**Material for this exercise:**

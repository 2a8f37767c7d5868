//! Utility functions and helpers.

pub mod preflight;

pub use preflight::check_git_repository;
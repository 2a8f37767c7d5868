//! The closed vocabulary of commit types.

use std::fmt;
use std::str::FromStr;

use serde::{Deserialize, Serialize};

/// A conventional commit type code.
#[derive(Debug, Clone, Copy, PartialEq, Eq, Hash, Serialize, Deserialize)]
#[serde(rename_all = "lowercase")]
pub enum CommitType {
    /// A new feature.
    Feat,
    /// An improvement to existing behaviour.
    Impr,
    /// A bug fix.
    Fix,
    /// Documentation only.
    Docs,
    /// Formatting, whitespace and similar.
    Style,
    /// Restructuring without behaviour change.
    Refactor,
    /// Performance work.
    Perf,
    /// Tests only.
    Test,
    /// Build system or dependencies.
    Build,
    /// Continuous integration configuration.
    Ci,
    /// Reverts an earlier commit.
    Revert,
    /// Anything else.
    Chore,
}

impl CommitType {
    /// Every type, in canonical order.
    pub const ALL: [Self; 12] = [
        Self::Feat,
        Self::Impr,
        Self::Fix,
        Self::Docs,
        Self::Style,
        Self::Refactor,
        Self::Perf,
        Self::Test,
        Self::Build,
        Self::Ci,
        Self::Revert,
        Self::Chore,
    ];

    /// The lowercase code used in commit messages.
    pub fn as_str(self) -> &'static str {
        match self {
            Self::Feat => "feat",
            Self::Impr => "impr",
            Self::Fix => "fix",
            Self::Docs => "docs",
            Self::Style => "style",
            Self::Refactor => "refactor",
            Self::Perf => "perf",
            Self::Test => "test",
            Self::Build => "build",
            Self::Ci => "ci",
            Self::Revert => "revert",
            Self::Chore => "chore",
        }
    }

    /// Regex alternation of every code, e.g. `feat|impr|...`.
    pub(crate) fn alternation() -> String {
        Self::ALL
            .iter()
            .map(|t| t.as_str())
            .collect::<Vec<_>>()
            .join("|")
    }
}

impl fmt::Display for CommitType {
    fn fmt(&self, f: &mut fmt::Formatter<'_>) -> fmt::Result {
        f.write_str(self.as_str())
    }
}

impl FromStr for CommitType {
    type Err = String;

    fn from_str(s: &str) -> Result<Self, Self::Err> {
        Self::ALL
            .into_iter()
            .find(|t| t.as_str() == s)
            .ok_or_else(|| format!("Unknown commit type '{s}'"))
    }
}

**Exercise instructions:** Each line between the start of the listing above and the line containing "impl fmt::Display for", with both ends counted, is to be set down unchanged.

**Answer section:**
repository 2a8f37767c7d5868
//! Utility functions and helpers.

pub mod preflight;

pub use preflight::check_git_repository;
repository 2a8f37767c7d5868
//! The closed vocabulary of commit types.

use std::fmt;
use std::str::FromStr;

use serde::{Deserialize, Serialize};

/// A conventional commit type code.
#[derive(Debug, Clone, Copy, PartialEq, Eq, Hash, Serialize, Deserialize)]
#[serde(rename_all = "lowercase")]
pub enum CommitType {
    /// A new feature.
    Feat,
    /// An improvement to existing behaviour.
    Impr,
    /// A bug fix.
    Fix,
    /// Documentation only.
    Docs,
    /// Formatting, whitespace and similar.
    Style,
    /// Restructuring without behaviour change.
    Refactor,
    /// Performance work.
    Perf,
    /// Tests only.
    Test,
    /// Build system or dependencies.
    Build,
    /// Continuous integration configuration.
    Ci,
    /// Reverts an earlier commit.
    Revert,
    /// Anything else.
    Chore,
}

impl CommitType {
    /// Every type, in canonical order.
    pub const ALL: [Self; 12] = [
        Self::Feat,
        Self::Impr,
        Self::Fix,
        Self::Docs,
        Self::Style,
        Self::Refactor,
        Self::Perf,
        Self::Test,
        Self::Build,
        Self::Ci,
        Self::Revert,
        Self::Chore,
    ];

    /// The lowercase code used in commit messages.
    pub fn as_str(self) -> &'static str {
        match self {
            Self::Feat => "feat",
            Self::Impr => "impr",
            Self::Fix => "fix",
            Self::Docs => "docs",
            Self::Style => "style",
            Self::Refactor => "refactor",
            Self::Perf => "perf",
            Self::Test => "test",
            Self::Build => "build",
            Self::Ci => "ci",
            Self::Revert => "revert",
            Self::Chore => "chore",
        }
    }

    /// Regex alternation of every code, e.g. `feat|impr|...`.
    pub(crate) fn alternation() -> String {
        Self::ALL
            .iter()
            .map(|t| t.as_str())
            .collect::<Vec<_>>()
            .join("|")
    }
}

impl fmt::Display for CommitType {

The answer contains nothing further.